In a container environment, direct debugging is not easy. Instead, we focus more on collecting and monitoring application performance metrics and building alert mechanisms. This requires the collaboration of architects, developers, testers, and operations personnel.
However, the field of monitoring tools is vast and complex, continuously evolving and iterating. In the early stages of monitoring, only server-related parameters were checked during system release, and these parameters were used as indicators of system operation. The health of monitoring servers is closely related to user experience. The tragedy is that imperfect monitoring leads to many more problems than are actually detected.
Over time, efforts have been made in the areas of log management, warning systems, telemetry, and system reports. Many effective measures have been taken, such as security incidents, effective alerts, and recording resource usage. But the prerequisite is that we need a clear strategy and corresponding tools to trace user access routes. Tools such as Zabbix, Nagios, and Prometheus are widely used in production environments.

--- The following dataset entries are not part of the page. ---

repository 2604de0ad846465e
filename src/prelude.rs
pub use crate::errors::{Error, Result};
use sqlx::PgConnection;
use uuid::Uuid;

use crate::pkg::internal::adaptors::jobs::spec::JobEntry;
use crate::pkg::server::handlers::jobs::JobInput;
use crate::prelude::Result;

const JOB_COLUMNS: &str =
    "id, owner_id, \"position\", company, location, status, mode, created_at, updated_at";

pub struct JobMutator<'a> {
    pool: &'a mut PgConnection,
}

impl<'a> JobMutator<'a> {
    pub fn new(pool: &'a mut PgConnection) -> Self {
        JobMutator { pool }
    }

    pub async fn create(&mut self, owner_id: &str, job: &JobInput) -> Result<JobEntry> {
        let row = sqlx::query_as::<_, JobEntry>(&format!(
            r#"
            insert into jobs (id, owner_id, "position", company, location, status, mode)
            values ($1, $2, $3, $4, $5, $6, $7)
            returning {}
            "#,
            JOB_COLUMNS
        ))
        .bind(Uuid::new_v4().to_string())
        .bind(owner_id)
        .bind(&job.position)
        .bind(&job.company)
        .bind(&job.location)
        .bind(job.status)
        .bind(job.mode)
        .fetch_one(&mut *self.pool)
        .await?;
        Ok(row)
    }

    /// Full-field replacement. The owner clause keeps one user from
    /// reaching another's record; a mismatch is just "no row".
    pub async fn update(
        &mut self,
        owner_id: &str,
        id: &str,
        job: &JobInput,
    ) -> Result<Option<JobEntry>> {
        let row = sqlx::query_as::<_, JobEntry>(&format!(
            r#"
            update jobs
            set "position" = $3, company = $4, location = $5, status = $6, mode = $7,
                updated_at = now()
            where id = $1 and owner_id = $2
            returning {}
            "#,
            JOB_COLUMNS
        ))
        .bind(id)
        .bind(owner_id)
        .bind(&job.position)
        .bind(&job.company)
        .bind(&job.location)
        .bind(job.status)
        .bind(job.mode)
        .fetch_optional(&mut *self.pool)
        .await?;
        Ok(row)
    }

    pub async fn remove(&mut self, owner_id: &str, id: &str) -> Result<Option<JobEntry>> {
        let row = sqlx::query_as::<_, JobEntry>(&format!(
            "delete from jobs where id = $1 and owner_id = $2 returning {}",
            JOB_COLUMNS
        ))
        .bind(id)
        .bind(owner_id)
        .fetch_optional(&mut *self.pool)
        .await?;
        Ok(row)
    }
}
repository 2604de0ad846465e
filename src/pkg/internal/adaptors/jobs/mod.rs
pub mod filter;
pub mod mutators;
pub mod selectors;
pub mod spec;
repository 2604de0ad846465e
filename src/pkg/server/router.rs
use axum::middleware::from_fn_with_state;
use axum::{
    routing::{get, post},
    Router,
};

use super::handlers;
use super::handlers::probes::{healthz, livez};
use super::middlewares::authn;
use super::state::AppState;
use crate::prelude::Result;

pub fn build_routes() -> Result<Router> {
    let state = AppState::new()?;
    let app = Router::new()
        .route("/jobs", post(handlers::jobs::create).get(handlers::jobs::list))
        .route(
            "/jobs/{id}",
            get(handlers::jobs::retrieve)
                .put(handlers::jobs::update)
                .delete(handlers::jobs::remove),
        )
        .route("/stats", get(handlers::stats::status_summary))
        .route("/stats/timeline", get(handlers::stats::timeline))
        .route("/logout", post(handlers::auth::logout))
        .layer(from_fn_with_state(state.clone(), authn::authenticate))
        .route("/healthz", get(healthz))
        .route("/livez", get(livez))
        .with_state(state);

    Ok(app)
}
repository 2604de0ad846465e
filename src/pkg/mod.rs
pub mod internal;
pub mod server;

The key to performance issues is people, that is, our users. However, the existing tools do not truly provide user experience monitoring. Using these software alone cannot alleviate performance problems. We need to take various measures and work tirelessly with courage and focus.

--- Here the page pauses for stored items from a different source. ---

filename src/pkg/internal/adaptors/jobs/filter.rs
use sqlx::{Postgres, QueryBuilder};

use crate::pkg::internal::adaptors::jobs::spec::JobStatus;
use crate::prelude::{Error, Result};

pub const DEFAULT_PAGE: u32 = 1;
pub const DEFAULT_LIMIT: u32 = 10;

/// Filter criteria for an owner's job listing. Owner scoping is always
/// present; search and status are optional narrowing clauses. The WHERE
/// clause is emitted in a fixed order (owner, search, status) so the
/// effective predicate does not depend on the order setters were called.
#[derive(Debug, Clone)]
pub struct JobFilter {
    owner_id: String,
    search: Option<String>,
    status: Option<JobStatus>,
}

impl JobFilter {
    pub fn for_owner(owner_id: impl Into<String>) -> Self {
        JobFilter {
            owner_id: owner_id.into(),
            search: None,
            status: None,
        }
    }

    /// Free-text search over position and company. Blank input means no
    /// search clause.
    pub fn with_search(mut self, search: Option<&str>) -> Self {
        self.search = search
            .map(str::trim)
            .filter(|s| !s.is_empty())
            .map(str::to_owned);
        self
    }

    pub fn with_status(mut self, status: Option<JobStatus>) -> Self {
        self.status = status;
        self
    }

    pub fn push_where<'a>(&'a self, qb: &mut QueryBuilder<'a, Postgres>) {
        qb.push(" where owner_id = ");
        qb.push_bind(self.owner_id.as_str());
        if let Some(search) = &self.search {
            qb.push(" and (\"position\" like ");
            qb.push_bind(like_pattern(search));
            qb.push(" or company like ");
            qb.push_bind(like_pattern(search));
            qb.push(")");
        }
        if let Some(status) = self.status {
            qb.push(" and status = ");
            qb.push_bind(status);
        }
    }
}

/// Wraps the term in wildcards, escaping LIKE metacharacters so user
/// input only ever matches as a literal substring.
fn like_pattern(term: &str) -> String {
    let escaped = term
        .replace('\\', "\\\\")
        .replace('%', "\\%")
        .replace('_', "\\_");
    format!("%{}%", escaped)
}

/// Maps an optional `status` query parameter to a filter value. Absent,
/// blank, and the "all" sentinel all mean unfiltered; anything else must
/// name one of the six statuses.
pub fn parse_status_param(raw: Option<&str>) -> Result<Option<JobStatus>> {
    match raw.map(str::trim) {
        None | Some("") | Some("all") => Ok(None),
        Some(s) => s
            .parse()
            .map(Some)
            .map_err(|_| Error::UnknownStatus(s.to_string())),
    }
}

pub fn normalize_page(page: u32) -> u32 {
    page.max(1)
}

pub fn normalize_limit(limit: u32) -> u32 {
    limit.max(1)
}

pub fn offset(page: u32, limit: u32) -> i64 {
    i64::from(normalize_page(page) - 1) * i64::from(normalize_limit(limit))
}

pub fn total_pages(count: i64, limit: u32) -> u32 {
    if count <= 0 {
        return 0;
    }
    let limit = i64::from(normalize_limit(limit));
    ((count + limit - 1) / limit) as u32
}

#[cfg(test)]
mod tests {
    use super::*;

    fn rendered(filter: &JobFilter) -> String {
        let mut qb = QueryBuilder::new("select * from jobs");
        filter.push_where(&mut qb);
        qb.into_sql()
    }

    #[test]
    fn owner_clause_is_always_present() {
        let filter = JobFilter::for_owner("user-1");
        assert_eq!(rendered(&filter), "select * from jobs where owner_id = $1");
    }

    #[test]
    fn search_adds_an_or_group_over_position_and_company() {
        let filter = JobFilter::for_owner("user-1").with_search(Some("acme"));
        assert_eq!(
            rendered(&filter),
            "select * from jobs where owner_id = $1 and (\"position\" like $2 or company like $3)"
        );
    }

    #[test]
    fn status_adds_an_equality_clause() {
        let filter = JobFilter::for_owner("user-1").with_status(Some(JobStatus::Interview));
        assert_eq!(
            rendered(&filter),
            "select * from jobs where owner_id = $1 and status = $2"
        );
    }

    #[test]
    fn setter_order_does_not_change_the_predicate() {
        let a = JobFilter::for_owner("user-1")
            .with_search(Some("acme"))
            .with_status(Some(JobStatus::Offer));
        let b = JobFilter::for_owner("user-1")
            .with_status(Some(JobStatus::Offer))
            .with_search(Some("acme"));
        assert_eq!(rendered(&a), rendered(&b));
    }

    #[test]
    fn blank_search_means_no_search_clause() {
        let filter = JobFilter::for_owner("user-1").with_search(Some("   "));
        assert_eq!(rendered(&filter), "select * from jobs where owner_id = $1");
    }

    #[test]
    fn like_patterns_escape_metacharacters() {
        assert_eq!(like_pattern("50%_off\\now"), "%50\\%\\_off\\\\now%");
        assert_eq!(like_pattern("acme"), "%acme%");
    }

    #[test]
    fn status_param_sentinels_mean_unfiltered() {
        assert_eq!(parse_status_param(None).unwrap(), None);
        assert_eq!(parse_status_param(Some("all")).unwrap(), None);
        assert_eq!(parse_status_param(Some("  ")).unwrap(), None);
        assert_eq!(
            parse_status_param(Some("pending")).unwrap(),
            Some(JobStatus::Pending)
        );
        assert!(parse_status_param(Some("ghosted")).is_err());
    }

    #[test]
    fn pagination_math() {
        assert_eq!(total_pages(0, 10), 0);
        assert_eq!(total_pages(1, 10), 1);
        assert_eq!(total_pages(10, 10), 1);
        assert_eq!(total_pages(15, 10), 2);
        assert_eq!(offset(1, 10), 0);
        assert_eq!(offset(2, 10), 10);
        // page below 1 clamps to the first page rather than going negative
        assert_eq!(offset(0, 10), 0);
        assert_eq!(normalize_page(0), 1);
        assert_eq!(normalize_limit(0), 1);
    }
}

On one hand, diagnosing and optimizing the problems of web systems is a significant task that requires strict control and a lot of effort.
Of course, successfully implementing these tasks brings enormous returns to the company!

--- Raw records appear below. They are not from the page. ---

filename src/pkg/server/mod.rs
pub mod handlers;
pub mod middlewares;
pub mod router;
pub mod state;

use crate::{conf::settings, prelude::Result};
use router::build_routes;

pub async fn listen() -> Result<()> {
    let listener =
        tokio::net::TcpListener::bind(format!("0.0.0.0:{}", settings.listen_port.clone())).await?;
    tracing::info!("Listening at port {}", settings.listen_port);
    tokio::select! {
        r = axum::serve(listener, build_routes()?) => {
            tracing::warn!("server ended unexpectedly: {:?}", &r)
        },
        _ = tokio::signal::ctrl_c() => {
            tracing::info!("received ctrl+c interrupt, closing server");
        }
    }
    Ok(())
}
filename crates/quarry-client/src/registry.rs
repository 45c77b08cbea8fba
use std::sync::Arc;

use quarry_core::adapter::AdapterRegistry;
use quarry_core::traits::{Cleaner, Fetcher};

use crate::adapters::{AshbyAdapter, BreezyAdapter, GreenhouseAdapter, LeverAdapter, WorkableAdapter};

/// A registry with an adapter for every supported ATS, all sharing one
/// fetcher and cleaner.
pub fn default_registry<F, C>(fetcher: F, cleaner: C) -> AdapterRegistry
where
    F: Fetcher + 'static,
    C: Cleaner + 'static,
{
    AdapterRegistry::new()
        .with(Arc::new(LeverAdapter::new(fetcher.clone(), cleaner.clone())))
        .with(Arc::new(GreenhouseAdapter::new(fetcher.clone(), cleaner.clone())))
        .with(Arc::new(AshbyAdapter::new(fetcher.clone(), cleaner.clone())))
        .with(Arc::new(BreezyAdapter::new(fetcher.clone(), cleaner.clone())))
        .with(Arc::new(WorkableAdapter::new(fetcher, cleaner)))
}
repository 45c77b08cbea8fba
use async_trait::async_trait;
use quarry_core::adapter::JobBoardAdapter;
use quarry_core::error::AppError;
use quarry_core::models::RawPosting;
use quarry_core::source::SourceType;
use quarry_core::traits::{Cleaner, Fetcher};
use serde::Deserialize;
use url::Url;

use super::{absolute_url, describe, fetch_json, non_empty, parse_board_url, parse_date, sector_from};

/// Breezy HR portals (`https://<company>.breezy.hr`). The portal serves its
/// listing as JSON at `/json`; descriptions are not included.
#[derive(Clone)]
pub struct BreezyAdapter<F, C> {
    fetcher: F,
    cleaner: C,
}

impl<F: Fetcher, C: Cleaner> BreezyAdapter<F, C> {
    pub fn new(fetcher: F, cleaner: C) -> Self {
        Self { fetcher, cleaner }
    }

    fn portal(board_url: &str) -> Result<Url, AppError> {
        let url = parse_board_url(board_url)?;
        let host = url.host_str().unwrap_or_default();
        if !host.ends_with(".breezy.hr") {
            return Err(AppError::ParseError(format!(
                "Breezy board must be a <company>.breezy.hr portal, got {board_url}"
            )));
        }
        parse_board_url(&format!("{}://{host}/", url.scheme()))
    }

    fn to_raw(&self, portal: &Url, job: BreezyJob) -> Result<RawPosting, AppError> {
        let location = job.location.and_then(|l| match (non_empty(l.name), l.is_remote) {
            (Some(name), _) => Some(name),
            (None, Some(true)) => Some("Remote".to_string()),
            (None, _) => None,
        });

        let mut raw = RawPosting {
            title: non_empty(job.name),
            job_url: job.url.as_deref().and_then(|link| absolute_url(portal, link)),
            location,
            salary: non_empty(job.salary),
            sector: sector_from(job.department.as_deref()),
            posted_date: job.published_date.as_deref().and_then(parse_date),
            ..Default::default()
        };

        describe(&mut raw, &self.cleaner, job.description.as_deref(), None)?;
        Ok(raw)
    }
}

#[async_trait]
impl<F, C> JobBoardAdapter for BreezyAdapter<F, C>
where
    F: Fetcher + 'static,
    C: Cleaner + 'static,
{
    fn source_type(&self) -> SourceType {
        SourceType::Breezy
    }

    async fn fetch(&self, board_url: &str) -> Result<Vec<RawPosting>, AppError> {
        let portal = Self::portal(board_url)?;
        let api_url = format!("{portal}json");
        let jobs: Vec<BreezyJob> = fetch_json(&self.fetcher, &api_url).await?;
        tracing::debug!(board = %board_url, count = jobs.len(), "Breezy positions fetched");
        jobs.into_iter().map(|job| self.to_raw(&portal, job)).collect()
    }
}

#[derive(Debug, Deserialize)]
struct BreezyJob {
    name: Option<String>,
    url: Option<String>,
    published_date: Option<String>,
    location: Option<BreezyLocation>,
    department: Option<String>,
    salary: Option<String>,
    description: Option<String>,
}

#[derive(Debug, Deserialize)]
struct BreezyLocation {
    name: Option<String>,
    is_remote: Option<bool>,
}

On the other hand, taking the Java field and the de facto standard Spring for example, SpringBoot provides an application metric collector called Micrometer. The official documentation link is: https://micrometer.io/docs.
- It supports directly reporting data to popular monitoring systems such as Elasticsearch, Datadog, InfluxData, etc.
- It automatically collects metrics such as maximum delay, average delay, 95th percentile, throughput, memory usage, etc.
In addition, in small-scale clusters, we can also use open-source APM tools like Pinpoint and Skywalking.
Resource Isolation in Container Environments #
Containers are a lightweight implementation method, so their isolation is not as good as virtual machine technology.
For example:
If the physical/host machine has 96 CPU cores and 256GB of physical memory, and the container is limited to 4 cores and 8GB of memory, what are the CPU cores and memory seen by the JVM process inside the container?
Currently, the JVM sees 96 cores and 256GB of memory.
This can cause some problems. Various algorithms based on the number of CPU cores, such as availableProcessors, are affected. For example, the default number of GC threads is set to 96*5/8~=60 if nothing is configured. But since the container restricts the use of only 4 CPU cores, 60 parallel GC threads are competing for 4 machine cores, resulting in serious GC performance issues.
The same logic applies to many thread pool implementations that set the number of concurrent threads based on the number of CPU cores. This can also cause intense resource contention. If the container does not restrict resource usage, it can also cause some troubles, such as the bad-neighbor effect described below. Algorithms based on configuration information such as totalPhysicalMemorySize and freePhysicalMemorySize also result in strange bugs.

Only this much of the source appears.